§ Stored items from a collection
____

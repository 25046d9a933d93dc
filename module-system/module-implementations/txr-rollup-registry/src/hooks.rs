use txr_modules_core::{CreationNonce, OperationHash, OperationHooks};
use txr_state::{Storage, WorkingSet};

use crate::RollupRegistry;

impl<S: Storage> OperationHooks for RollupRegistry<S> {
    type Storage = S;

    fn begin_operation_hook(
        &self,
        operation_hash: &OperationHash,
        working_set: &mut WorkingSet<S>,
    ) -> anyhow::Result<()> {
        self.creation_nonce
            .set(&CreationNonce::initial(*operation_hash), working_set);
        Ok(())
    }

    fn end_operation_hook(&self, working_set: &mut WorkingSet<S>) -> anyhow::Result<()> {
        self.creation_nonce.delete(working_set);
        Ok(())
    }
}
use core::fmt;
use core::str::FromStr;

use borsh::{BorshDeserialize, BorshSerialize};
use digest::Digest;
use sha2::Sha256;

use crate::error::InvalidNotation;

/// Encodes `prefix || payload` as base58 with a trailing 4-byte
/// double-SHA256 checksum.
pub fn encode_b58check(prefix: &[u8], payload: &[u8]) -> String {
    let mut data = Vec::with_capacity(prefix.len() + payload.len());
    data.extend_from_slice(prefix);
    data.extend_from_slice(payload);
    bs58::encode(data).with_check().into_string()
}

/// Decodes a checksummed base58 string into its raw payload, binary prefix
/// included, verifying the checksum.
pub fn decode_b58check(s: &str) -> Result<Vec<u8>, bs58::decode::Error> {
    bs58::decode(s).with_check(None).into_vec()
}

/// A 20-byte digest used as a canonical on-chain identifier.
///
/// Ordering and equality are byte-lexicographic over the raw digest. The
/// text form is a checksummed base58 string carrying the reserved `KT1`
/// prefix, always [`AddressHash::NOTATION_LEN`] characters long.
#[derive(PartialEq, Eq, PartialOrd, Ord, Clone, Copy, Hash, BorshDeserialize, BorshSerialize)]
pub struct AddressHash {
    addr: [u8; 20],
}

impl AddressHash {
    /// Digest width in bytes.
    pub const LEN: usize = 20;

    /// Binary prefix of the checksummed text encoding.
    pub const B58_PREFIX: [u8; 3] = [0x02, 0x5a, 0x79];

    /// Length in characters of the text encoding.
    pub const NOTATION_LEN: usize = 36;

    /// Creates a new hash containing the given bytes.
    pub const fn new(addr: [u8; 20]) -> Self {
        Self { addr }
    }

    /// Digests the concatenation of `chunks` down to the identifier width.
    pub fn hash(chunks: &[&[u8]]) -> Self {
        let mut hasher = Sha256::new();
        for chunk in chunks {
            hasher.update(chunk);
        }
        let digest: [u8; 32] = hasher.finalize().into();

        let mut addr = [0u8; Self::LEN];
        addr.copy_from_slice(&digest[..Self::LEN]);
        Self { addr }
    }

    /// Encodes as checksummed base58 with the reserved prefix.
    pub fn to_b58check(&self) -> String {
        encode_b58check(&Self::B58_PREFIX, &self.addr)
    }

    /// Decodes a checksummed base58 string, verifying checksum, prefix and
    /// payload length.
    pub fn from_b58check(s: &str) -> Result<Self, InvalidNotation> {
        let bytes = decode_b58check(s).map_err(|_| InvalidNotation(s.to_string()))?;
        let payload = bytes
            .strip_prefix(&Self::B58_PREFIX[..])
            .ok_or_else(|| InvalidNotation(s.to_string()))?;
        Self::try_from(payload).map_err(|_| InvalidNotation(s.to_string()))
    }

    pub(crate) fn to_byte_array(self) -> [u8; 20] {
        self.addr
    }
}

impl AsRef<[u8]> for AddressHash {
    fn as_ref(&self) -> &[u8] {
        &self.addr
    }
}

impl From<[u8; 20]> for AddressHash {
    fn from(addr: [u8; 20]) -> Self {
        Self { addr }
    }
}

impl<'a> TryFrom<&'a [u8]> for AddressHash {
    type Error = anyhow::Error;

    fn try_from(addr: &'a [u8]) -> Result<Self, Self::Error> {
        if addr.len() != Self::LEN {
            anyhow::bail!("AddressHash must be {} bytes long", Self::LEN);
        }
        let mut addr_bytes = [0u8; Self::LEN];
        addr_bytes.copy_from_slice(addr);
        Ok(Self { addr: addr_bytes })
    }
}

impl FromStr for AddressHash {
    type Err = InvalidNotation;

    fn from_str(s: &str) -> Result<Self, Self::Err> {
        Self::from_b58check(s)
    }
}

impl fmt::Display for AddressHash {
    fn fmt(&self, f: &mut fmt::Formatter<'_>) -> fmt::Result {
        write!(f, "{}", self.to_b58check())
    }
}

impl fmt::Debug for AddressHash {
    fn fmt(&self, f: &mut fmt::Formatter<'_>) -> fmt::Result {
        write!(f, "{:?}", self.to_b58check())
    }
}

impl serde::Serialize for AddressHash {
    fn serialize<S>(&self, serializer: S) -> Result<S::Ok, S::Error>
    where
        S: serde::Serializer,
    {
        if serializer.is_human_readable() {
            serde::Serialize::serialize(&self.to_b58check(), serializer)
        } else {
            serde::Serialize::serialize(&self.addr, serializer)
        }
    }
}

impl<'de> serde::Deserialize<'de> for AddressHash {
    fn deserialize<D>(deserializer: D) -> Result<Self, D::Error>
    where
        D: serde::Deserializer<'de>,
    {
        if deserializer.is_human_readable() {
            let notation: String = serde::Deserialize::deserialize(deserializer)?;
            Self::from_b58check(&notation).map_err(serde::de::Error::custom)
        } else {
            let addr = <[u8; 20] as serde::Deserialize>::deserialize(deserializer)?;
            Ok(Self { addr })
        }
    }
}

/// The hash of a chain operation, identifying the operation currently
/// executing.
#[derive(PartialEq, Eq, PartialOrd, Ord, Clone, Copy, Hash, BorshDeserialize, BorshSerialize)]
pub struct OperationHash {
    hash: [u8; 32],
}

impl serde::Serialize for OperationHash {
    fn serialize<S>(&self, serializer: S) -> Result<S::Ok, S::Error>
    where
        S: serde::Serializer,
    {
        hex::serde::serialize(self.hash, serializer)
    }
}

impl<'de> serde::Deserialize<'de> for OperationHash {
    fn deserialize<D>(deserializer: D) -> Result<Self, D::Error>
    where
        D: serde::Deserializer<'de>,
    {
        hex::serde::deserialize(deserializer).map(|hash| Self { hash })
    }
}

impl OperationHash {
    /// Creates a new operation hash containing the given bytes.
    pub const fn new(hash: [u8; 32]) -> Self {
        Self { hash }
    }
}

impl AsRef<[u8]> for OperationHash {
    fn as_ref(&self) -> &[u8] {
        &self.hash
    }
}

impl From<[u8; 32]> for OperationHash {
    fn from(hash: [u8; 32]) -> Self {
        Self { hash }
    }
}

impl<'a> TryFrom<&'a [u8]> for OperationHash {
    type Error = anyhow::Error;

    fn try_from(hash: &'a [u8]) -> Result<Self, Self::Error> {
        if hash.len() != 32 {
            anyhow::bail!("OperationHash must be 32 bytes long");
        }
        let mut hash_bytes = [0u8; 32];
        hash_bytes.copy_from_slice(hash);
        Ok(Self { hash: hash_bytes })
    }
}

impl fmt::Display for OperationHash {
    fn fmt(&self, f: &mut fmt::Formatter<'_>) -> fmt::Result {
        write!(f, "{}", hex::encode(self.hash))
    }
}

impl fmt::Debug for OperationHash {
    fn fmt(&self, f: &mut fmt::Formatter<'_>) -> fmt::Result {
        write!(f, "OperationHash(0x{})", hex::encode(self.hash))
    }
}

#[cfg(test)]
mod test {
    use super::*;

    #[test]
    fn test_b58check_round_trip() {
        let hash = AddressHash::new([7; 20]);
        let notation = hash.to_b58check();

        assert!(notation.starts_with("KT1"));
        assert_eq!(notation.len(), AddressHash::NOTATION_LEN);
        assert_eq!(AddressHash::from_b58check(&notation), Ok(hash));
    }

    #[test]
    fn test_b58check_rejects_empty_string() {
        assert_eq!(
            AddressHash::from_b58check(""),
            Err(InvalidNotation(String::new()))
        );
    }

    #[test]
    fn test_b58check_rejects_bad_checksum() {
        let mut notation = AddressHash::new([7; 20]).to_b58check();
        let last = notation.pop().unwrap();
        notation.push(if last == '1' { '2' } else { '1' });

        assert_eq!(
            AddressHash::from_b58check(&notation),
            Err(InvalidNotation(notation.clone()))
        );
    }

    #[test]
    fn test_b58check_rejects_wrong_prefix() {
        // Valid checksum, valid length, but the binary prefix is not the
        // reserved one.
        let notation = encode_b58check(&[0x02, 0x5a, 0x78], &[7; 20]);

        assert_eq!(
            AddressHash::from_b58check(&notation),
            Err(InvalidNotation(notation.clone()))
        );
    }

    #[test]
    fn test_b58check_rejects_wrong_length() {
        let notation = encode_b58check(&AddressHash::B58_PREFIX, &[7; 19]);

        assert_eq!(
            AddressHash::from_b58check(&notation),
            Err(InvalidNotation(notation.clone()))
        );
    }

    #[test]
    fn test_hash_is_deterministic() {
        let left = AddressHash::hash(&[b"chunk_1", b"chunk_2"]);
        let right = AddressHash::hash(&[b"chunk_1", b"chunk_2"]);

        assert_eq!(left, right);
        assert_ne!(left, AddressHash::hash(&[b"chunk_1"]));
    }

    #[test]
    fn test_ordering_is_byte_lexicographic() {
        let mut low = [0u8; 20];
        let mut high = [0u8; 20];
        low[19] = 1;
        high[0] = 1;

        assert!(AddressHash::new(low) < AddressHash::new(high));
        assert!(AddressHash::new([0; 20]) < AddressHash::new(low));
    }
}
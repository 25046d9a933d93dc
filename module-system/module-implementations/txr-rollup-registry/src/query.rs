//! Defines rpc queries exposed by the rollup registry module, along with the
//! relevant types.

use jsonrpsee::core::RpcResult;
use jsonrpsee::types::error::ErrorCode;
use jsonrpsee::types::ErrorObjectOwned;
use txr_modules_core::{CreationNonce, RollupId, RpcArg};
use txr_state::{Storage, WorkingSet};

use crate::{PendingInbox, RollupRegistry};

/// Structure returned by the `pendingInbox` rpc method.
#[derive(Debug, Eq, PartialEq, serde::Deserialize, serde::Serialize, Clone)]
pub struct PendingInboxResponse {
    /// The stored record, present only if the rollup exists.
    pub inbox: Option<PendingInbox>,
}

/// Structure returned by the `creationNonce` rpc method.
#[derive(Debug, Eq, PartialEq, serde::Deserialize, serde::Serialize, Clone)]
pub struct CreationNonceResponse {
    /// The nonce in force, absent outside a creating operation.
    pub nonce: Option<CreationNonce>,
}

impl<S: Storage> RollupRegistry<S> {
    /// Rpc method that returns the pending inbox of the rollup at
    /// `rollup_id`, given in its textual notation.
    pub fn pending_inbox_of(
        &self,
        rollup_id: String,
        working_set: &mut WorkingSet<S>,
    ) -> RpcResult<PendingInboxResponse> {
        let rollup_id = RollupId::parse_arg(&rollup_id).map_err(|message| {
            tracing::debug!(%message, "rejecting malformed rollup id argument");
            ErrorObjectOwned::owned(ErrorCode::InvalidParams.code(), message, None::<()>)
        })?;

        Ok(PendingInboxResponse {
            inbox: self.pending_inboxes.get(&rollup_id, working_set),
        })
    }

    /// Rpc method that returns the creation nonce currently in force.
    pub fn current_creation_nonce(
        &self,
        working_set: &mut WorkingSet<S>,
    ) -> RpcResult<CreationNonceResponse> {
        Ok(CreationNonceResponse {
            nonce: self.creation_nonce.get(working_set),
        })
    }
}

____

§ REQUIREMENT
In the data above, start at the line that has "data.extend_from_slice(payload);", stop after the line that has "pub const B58_PREFIX: [u8;", and print every line in between exactly as it stands.

§ RESULT OF THIS TASK
    data.extend_from_slice(payload);
    bs58::encode(data).with_check().into_string()
}

/// Decodes a checksummed base58 string into its raw payload, binary prefix
/// included, verifying the checksum.
pub fn decode_b58check(s: &str) -> Result<Vec<u8>, bs58::decode::Error> {
    bs58::decode(s).with_check(None).into_vec()
}

/// A 20-byte digest used as a canonical on-chain identifier.
///
/// Ordering and equality are byte-lexicographic over the raw digest. The
/// text form is a checksummed base58 string carrying the reserved `KT1`
/// prefix, always [`AddressHash::NOTATION_LEN`] characters long.
#[derive(PartialEq, Eq, PartialOrd, Ord, Clone, Copy, Hash, BorshDeserialize, BorshSerialize)]
pub struct AddressHash {
    addr: [u8; 20],
}

impl AddressHash {
    /// Digest width in bytes.
    pub const LEN: usize = 20;

    /// Binary prefix of the checksummed text encoding.
    pub const B58_PREFIX: [u8; 3] = [0x02, 0x5a, 0x79];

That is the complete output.